The records section start
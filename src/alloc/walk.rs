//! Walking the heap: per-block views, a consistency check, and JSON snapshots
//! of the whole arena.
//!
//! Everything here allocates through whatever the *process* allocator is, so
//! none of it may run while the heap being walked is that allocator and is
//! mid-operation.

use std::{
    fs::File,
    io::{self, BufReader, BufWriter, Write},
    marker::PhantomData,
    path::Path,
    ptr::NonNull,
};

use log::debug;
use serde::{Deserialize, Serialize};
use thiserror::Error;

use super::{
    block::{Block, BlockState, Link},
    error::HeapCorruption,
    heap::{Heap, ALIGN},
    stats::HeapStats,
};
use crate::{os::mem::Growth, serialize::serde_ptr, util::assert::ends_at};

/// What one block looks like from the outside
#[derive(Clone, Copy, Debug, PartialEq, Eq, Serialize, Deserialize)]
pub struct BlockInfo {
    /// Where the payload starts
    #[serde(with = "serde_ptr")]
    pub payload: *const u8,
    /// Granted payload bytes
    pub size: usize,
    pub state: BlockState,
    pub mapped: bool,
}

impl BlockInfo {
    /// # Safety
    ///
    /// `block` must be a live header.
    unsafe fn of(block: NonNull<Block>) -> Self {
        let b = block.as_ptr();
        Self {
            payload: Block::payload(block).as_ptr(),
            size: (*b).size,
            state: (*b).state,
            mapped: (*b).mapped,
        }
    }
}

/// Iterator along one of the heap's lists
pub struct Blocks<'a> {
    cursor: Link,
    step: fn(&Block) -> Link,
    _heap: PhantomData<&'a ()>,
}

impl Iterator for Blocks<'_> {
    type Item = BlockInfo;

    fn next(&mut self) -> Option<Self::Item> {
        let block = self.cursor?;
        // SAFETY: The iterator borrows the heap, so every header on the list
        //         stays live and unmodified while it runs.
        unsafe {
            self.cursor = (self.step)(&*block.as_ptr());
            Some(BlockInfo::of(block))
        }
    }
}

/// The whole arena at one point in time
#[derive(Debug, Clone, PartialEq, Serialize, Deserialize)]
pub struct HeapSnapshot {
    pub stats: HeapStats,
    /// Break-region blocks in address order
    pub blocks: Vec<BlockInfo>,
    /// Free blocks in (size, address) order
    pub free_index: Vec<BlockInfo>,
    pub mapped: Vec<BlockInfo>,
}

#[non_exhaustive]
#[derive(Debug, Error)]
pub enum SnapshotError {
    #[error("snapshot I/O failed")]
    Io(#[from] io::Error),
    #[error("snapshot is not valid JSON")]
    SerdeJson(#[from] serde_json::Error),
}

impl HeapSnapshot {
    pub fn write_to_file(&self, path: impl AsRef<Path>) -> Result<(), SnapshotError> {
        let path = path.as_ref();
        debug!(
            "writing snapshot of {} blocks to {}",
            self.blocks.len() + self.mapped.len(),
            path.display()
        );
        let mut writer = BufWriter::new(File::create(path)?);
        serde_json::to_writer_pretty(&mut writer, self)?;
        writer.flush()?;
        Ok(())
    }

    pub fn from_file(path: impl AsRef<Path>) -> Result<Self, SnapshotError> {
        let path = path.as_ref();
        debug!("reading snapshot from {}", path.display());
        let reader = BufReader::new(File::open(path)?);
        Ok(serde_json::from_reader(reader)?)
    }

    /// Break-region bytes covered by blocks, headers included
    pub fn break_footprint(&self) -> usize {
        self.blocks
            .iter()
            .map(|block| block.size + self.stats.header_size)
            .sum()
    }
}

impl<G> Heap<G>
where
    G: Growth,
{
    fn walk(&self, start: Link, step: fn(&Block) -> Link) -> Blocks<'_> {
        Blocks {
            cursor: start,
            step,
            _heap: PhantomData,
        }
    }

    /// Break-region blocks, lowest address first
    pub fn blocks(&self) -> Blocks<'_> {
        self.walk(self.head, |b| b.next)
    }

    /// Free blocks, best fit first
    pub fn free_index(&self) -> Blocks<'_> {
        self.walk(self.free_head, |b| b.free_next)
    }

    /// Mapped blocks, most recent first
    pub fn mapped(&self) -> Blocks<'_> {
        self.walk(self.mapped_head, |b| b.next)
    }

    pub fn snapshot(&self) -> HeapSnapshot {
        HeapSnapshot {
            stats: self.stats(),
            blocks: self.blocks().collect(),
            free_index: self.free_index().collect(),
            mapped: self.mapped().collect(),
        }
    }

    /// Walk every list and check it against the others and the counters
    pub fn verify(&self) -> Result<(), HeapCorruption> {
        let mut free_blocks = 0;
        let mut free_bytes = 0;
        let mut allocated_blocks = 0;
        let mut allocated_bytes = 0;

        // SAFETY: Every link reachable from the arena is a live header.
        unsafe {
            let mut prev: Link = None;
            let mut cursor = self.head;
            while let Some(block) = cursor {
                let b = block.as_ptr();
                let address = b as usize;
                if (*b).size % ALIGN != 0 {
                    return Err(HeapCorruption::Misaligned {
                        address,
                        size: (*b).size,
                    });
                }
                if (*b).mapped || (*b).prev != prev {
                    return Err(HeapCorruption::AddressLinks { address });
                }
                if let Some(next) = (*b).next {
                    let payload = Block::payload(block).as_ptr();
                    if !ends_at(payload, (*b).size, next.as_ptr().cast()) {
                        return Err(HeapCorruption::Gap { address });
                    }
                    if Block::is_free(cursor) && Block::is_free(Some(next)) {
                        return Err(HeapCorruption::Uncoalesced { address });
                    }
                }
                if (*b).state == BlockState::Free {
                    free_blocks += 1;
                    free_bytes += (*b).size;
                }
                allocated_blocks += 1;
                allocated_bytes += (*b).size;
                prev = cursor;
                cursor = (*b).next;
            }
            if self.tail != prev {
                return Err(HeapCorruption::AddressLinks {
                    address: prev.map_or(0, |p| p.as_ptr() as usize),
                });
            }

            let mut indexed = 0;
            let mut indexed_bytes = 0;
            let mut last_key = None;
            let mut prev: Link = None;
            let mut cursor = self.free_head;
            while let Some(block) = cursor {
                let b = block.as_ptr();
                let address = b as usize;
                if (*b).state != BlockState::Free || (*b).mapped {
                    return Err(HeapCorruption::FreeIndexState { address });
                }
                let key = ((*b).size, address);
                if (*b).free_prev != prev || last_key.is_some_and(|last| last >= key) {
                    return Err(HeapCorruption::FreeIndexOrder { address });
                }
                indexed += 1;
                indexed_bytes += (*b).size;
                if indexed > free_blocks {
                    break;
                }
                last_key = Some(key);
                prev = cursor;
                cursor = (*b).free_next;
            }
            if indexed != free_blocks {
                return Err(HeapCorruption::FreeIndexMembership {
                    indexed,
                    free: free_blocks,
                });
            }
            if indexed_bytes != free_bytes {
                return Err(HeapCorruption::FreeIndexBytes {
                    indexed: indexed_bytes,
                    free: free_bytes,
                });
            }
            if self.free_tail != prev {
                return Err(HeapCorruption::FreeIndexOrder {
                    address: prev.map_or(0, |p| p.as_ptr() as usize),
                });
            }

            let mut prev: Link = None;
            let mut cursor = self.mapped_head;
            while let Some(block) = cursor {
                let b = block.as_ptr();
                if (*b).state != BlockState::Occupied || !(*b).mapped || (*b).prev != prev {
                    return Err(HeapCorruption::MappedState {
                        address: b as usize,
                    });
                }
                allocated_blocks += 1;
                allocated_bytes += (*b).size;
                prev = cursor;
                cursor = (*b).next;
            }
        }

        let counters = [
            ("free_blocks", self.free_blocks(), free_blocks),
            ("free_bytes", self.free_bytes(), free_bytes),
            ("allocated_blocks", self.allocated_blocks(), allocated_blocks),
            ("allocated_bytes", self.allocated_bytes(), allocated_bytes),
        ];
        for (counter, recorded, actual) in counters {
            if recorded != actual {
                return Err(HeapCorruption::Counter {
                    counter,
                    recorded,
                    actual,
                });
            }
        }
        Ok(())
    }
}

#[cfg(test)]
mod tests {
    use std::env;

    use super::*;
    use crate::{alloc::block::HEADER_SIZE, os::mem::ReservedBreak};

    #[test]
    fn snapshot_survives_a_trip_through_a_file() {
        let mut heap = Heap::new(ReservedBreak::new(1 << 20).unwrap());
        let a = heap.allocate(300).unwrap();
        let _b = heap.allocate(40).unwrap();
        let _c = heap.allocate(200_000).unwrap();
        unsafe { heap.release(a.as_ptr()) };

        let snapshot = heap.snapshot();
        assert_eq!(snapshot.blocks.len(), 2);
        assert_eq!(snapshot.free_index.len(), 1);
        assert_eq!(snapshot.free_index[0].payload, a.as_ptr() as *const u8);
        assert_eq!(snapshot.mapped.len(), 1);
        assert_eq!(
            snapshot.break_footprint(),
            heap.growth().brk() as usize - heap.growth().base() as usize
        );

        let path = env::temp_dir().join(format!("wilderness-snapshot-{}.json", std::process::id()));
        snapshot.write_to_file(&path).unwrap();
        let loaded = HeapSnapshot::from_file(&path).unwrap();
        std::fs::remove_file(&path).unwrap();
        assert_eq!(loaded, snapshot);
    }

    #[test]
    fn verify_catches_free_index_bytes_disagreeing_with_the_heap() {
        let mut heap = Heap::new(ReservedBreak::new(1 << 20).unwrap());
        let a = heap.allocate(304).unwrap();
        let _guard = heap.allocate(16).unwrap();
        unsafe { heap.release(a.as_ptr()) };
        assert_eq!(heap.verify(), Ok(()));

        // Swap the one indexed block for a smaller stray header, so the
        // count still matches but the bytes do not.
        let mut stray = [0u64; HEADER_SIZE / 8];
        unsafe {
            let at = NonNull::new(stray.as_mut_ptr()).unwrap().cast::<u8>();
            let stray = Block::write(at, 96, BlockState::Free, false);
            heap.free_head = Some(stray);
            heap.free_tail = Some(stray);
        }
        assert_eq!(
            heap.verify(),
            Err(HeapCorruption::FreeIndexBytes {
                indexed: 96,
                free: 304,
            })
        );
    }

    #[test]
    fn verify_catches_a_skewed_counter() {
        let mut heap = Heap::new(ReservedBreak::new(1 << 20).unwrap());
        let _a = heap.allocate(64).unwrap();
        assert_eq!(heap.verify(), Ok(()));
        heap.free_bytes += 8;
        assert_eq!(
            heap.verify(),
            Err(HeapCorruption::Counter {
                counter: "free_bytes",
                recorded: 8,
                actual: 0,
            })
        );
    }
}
The records section end
The records section start
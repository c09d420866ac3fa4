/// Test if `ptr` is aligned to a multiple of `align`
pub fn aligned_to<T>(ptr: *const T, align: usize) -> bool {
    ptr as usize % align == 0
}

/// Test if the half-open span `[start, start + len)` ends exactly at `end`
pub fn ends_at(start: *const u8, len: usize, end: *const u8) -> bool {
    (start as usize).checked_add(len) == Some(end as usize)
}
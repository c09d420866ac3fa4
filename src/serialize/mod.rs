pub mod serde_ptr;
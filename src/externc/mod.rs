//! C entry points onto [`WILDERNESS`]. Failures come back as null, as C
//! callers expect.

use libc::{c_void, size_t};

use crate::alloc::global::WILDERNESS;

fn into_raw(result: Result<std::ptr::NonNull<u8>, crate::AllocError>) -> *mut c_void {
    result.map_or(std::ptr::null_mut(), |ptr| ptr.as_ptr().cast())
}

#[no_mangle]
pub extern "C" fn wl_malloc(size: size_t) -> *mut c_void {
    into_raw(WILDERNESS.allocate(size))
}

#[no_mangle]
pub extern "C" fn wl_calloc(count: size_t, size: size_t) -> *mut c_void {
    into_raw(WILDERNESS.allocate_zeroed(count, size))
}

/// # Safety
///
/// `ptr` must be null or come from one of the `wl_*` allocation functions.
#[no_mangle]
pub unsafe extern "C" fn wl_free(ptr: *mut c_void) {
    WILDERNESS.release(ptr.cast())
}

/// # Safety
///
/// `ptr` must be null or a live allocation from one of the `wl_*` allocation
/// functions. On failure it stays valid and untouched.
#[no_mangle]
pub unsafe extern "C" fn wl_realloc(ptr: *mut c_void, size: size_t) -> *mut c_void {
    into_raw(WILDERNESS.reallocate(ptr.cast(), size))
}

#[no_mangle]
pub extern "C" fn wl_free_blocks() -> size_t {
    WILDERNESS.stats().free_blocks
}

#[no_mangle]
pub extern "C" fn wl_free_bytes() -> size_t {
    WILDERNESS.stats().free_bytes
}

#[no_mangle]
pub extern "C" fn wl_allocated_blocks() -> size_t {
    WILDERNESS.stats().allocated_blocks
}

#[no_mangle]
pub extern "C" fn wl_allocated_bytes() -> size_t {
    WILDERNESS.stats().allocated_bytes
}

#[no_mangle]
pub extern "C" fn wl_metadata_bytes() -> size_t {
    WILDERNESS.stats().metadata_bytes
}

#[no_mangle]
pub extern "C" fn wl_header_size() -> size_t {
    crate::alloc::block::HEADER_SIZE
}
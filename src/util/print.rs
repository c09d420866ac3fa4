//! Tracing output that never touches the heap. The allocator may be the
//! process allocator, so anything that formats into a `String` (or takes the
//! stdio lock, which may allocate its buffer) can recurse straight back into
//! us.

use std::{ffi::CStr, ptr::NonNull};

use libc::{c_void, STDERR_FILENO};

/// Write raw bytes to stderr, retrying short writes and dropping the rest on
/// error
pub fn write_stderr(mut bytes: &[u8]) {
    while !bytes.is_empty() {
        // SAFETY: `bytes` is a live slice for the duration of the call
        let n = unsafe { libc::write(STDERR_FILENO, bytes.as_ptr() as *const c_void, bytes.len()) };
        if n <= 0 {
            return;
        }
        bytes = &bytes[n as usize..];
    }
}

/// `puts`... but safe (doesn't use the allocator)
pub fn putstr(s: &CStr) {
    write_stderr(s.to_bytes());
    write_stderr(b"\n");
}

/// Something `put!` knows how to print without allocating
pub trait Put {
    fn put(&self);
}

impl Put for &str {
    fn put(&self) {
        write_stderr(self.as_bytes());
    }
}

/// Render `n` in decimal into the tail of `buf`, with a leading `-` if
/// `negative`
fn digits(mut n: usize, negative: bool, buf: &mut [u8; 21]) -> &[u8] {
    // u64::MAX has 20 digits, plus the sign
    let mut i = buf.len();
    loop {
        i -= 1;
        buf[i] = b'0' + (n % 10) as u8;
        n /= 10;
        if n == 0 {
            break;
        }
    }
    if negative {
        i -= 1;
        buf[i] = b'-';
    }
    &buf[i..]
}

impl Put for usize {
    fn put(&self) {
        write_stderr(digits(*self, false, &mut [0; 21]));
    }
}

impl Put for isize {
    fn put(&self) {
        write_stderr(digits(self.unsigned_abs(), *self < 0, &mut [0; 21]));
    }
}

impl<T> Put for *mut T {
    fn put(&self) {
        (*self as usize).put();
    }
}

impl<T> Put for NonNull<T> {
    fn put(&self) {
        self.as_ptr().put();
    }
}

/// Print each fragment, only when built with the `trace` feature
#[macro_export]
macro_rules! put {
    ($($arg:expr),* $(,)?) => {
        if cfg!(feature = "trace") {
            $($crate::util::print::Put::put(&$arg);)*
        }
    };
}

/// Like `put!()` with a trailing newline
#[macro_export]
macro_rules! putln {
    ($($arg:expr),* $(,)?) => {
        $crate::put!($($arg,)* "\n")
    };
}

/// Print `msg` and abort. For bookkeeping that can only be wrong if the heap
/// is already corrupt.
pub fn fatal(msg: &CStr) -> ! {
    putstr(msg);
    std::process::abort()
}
The records section end
Directions for this task - Please reproduce, exactly as they appear above, the lines from the line containing "while it runs." up to and including the line containing "point in time".

Solution for this exercise -
        //         stays live and unmodified while it runs.
        unsafe {
            self.cursor = (self.step)(&*block.as_ptr());
            Some(BlockInfo::of(block))
        }
    }
}

/// The whole arena at one point in time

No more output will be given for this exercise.